▸ Exercise objective: Please copy each line from the entries that contains the string "IpAddr".

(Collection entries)
▬▬▬

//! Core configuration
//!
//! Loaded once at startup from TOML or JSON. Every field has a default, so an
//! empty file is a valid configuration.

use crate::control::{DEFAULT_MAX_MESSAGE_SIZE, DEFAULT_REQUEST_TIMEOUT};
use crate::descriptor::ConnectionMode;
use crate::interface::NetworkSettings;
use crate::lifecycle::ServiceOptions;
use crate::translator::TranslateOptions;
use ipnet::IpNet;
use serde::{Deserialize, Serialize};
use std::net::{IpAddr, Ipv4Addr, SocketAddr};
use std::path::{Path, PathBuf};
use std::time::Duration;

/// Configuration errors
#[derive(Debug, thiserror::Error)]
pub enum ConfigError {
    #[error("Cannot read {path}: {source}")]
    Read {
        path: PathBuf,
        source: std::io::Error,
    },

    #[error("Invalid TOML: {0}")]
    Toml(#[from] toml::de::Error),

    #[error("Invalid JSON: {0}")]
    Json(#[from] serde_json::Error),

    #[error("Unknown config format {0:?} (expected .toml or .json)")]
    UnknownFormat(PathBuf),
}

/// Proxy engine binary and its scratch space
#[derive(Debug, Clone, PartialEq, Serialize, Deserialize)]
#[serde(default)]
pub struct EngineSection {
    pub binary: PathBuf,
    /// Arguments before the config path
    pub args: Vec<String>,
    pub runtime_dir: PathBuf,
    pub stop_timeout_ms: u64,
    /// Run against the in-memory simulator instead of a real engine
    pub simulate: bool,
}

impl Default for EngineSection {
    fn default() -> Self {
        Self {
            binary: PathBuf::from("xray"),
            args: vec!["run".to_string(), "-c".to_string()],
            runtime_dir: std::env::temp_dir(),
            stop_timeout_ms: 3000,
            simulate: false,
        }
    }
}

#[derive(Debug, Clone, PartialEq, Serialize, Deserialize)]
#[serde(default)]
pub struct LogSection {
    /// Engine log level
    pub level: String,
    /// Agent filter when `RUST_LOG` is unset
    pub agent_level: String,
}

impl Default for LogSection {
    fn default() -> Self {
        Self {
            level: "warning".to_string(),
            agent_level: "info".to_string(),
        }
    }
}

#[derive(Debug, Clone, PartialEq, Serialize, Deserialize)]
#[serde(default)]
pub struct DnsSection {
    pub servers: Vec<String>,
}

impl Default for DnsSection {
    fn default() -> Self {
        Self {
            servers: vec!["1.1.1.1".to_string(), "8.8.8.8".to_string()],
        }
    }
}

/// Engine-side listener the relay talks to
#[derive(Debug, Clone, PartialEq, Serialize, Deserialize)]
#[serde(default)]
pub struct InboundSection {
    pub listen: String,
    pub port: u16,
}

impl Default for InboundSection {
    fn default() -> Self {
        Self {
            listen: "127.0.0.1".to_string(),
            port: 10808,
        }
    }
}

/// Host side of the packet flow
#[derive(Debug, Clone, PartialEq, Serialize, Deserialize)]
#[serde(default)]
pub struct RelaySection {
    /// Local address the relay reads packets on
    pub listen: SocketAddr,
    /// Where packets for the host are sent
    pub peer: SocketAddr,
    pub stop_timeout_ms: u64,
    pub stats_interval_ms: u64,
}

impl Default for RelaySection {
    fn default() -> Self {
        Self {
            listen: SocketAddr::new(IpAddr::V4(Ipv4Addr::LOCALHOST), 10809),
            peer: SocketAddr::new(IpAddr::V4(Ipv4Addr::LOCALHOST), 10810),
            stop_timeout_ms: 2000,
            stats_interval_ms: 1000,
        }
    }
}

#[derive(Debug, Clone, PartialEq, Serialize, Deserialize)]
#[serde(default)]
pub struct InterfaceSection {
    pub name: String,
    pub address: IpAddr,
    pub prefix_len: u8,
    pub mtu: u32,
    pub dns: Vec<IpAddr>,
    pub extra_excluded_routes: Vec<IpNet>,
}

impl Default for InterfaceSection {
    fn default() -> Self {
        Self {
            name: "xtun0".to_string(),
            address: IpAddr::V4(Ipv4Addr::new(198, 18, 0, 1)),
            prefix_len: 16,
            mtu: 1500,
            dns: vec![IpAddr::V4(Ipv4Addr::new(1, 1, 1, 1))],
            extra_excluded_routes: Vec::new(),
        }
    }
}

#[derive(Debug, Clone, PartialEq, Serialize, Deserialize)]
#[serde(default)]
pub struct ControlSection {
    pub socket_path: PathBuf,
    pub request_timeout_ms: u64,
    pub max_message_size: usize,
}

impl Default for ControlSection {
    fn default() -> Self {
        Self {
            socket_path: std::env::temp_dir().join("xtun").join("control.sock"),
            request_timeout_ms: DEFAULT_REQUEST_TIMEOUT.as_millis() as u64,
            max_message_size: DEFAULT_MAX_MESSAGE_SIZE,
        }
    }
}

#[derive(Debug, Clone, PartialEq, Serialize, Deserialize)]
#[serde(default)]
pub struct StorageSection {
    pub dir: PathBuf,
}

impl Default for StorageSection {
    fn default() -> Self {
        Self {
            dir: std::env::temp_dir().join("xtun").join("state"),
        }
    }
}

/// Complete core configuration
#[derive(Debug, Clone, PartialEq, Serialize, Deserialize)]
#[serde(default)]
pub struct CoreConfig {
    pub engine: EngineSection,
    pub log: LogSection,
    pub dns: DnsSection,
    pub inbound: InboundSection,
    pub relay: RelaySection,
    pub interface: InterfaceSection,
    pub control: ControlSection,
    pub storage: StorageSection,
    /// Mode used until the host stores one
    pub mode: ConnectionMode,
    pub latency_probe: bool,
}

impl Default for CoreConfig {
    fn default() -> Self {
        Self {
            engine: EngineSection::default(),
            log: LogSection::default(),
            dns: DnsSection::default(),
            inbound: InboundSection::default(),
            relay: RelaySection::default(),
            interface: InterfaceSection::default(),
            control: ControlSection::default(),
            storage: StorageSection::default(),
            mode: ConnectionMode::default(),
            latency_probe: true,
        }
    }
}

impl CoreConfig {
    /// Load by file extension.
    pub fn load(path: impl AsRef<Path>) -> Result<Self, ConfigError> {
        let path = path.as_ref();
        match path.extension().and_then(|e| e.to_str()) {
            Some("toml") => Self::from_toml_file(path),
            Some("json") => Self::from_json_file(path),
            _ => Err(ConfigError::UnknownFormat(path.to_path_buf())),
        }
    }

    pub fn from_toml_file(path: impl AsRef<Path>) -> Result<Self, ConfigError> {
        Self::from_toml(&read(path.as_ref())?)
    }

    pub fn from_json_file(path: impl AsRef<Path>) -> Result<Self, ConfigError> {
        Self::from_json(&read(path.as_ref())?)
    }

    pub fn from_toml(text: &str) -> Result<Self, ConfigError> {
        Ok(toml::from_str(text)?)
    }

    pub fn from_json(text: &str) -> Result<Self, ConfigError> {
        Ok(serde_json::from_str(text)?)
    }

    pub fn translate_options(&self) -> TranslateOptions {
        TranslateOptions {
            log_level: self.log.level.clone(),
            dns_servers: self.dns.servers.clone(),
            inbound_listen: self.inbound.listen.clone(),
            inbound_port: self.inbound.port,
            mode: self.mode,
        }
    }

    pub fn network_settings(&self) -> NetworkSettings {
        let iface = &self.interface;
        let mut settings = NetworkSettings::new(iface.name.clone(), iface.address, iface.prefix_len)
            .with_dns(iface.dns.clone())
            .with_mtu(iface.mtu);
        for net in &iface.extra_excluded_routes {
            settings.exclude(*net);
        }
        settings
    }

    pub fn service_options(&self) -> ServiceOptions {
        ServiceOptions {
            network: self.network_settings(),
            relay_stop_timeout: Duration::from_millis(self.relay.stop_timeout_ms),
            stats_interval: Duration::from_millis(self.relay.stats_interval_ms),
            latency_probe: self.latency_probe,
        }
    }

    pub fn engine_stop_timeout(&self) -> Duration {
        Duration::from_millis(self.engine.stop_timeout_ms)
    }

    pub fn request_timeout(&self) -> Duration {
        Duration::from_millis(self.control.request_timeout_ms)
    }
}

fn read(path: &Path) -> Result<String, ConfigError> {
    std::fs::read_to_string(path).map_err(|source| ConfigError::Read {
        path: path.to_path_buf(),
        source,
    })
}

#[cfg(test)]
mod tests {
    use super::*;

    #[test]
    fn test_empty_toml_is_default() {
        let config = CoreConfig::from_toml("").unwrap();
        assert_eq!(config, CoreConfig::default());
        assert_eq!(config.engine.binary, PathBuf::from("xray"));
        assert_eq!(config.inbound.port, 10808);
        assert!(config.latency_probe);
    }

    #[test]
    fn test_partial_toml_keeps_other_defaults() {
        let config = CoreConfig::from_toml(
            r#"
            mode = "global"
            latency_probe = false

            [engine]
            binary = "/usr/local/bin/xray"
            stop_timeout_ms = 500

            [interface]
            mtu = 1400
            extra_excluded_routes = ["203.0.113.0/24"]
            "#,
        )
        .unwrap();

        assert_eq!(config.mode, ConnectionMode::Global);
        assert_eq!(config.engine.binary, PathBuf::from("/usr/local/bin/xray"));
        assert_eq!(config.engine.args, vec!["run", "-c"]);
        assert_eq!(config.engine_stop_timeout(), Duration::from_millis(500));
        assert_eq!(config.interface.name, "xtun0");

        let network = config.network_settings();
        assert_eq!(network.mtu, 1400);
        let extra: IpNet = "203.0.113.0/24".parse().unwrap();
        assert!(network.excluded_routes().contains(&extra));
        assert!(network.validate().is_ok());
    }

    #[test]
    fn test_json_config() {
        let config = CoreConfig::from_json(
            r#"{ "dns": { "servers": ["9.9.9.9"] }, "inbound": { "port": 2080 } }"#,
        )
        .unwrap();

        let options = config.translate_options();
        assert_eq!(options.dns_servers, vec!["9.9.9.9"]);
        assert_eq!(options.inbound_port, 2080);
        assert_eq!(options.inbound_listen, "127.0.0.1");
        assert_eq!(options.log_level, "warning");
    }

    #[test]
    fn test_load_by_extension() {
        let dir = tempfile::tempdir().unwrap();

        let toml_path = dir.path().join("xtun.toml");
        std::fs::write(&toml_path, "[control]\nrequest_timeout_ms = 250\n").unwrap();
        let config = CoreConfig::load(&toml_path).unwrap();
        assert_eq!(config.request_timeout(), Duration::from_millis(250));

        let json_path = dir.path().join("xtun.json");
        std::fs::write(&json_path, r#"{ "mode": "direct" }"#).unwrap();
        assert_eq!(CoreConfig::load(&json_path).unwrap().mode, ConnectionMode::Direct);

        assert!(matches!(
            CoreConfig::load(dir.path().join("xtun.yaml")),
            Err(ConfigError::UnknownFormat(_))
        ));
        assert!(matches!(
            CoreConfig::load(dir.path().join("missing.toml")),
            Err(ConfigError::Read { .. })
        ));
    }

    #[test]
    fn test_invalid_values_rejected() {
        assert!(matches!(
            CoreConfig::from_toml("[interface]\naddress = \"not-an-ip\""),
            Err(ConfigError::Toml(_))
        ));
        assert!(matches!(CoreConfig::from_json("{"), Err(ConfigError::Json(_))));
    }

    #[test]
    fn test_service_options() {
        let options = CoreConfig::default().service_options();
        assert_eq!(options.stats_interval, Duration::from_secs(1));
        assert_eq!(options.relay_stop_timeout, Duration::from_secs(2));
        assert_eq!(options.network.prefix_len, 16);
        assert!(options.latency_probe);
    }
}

▬▬▬

▸ Result for this exercise:
use std::net::{IpAddr, Ipv4Addr, SocketAddr};
            listen: SocketAddr::new(IpAddr::V4(Ipv4Addr::LOCALHOST), 10809),
            peer: SocketAddr::new(IpAddr::V4(Ipv4Addr::LOCALHOST), 10810),
    pub address: IpAddr,
    pub dns: Vec<IpAddr>,
            address: IpAddr::V4(Ipv4Addr::new(198, 18, 0, 1)),
            dns: vec![IpAddr::V4(Ipv4Addr::new(1, 1, 1, 1))],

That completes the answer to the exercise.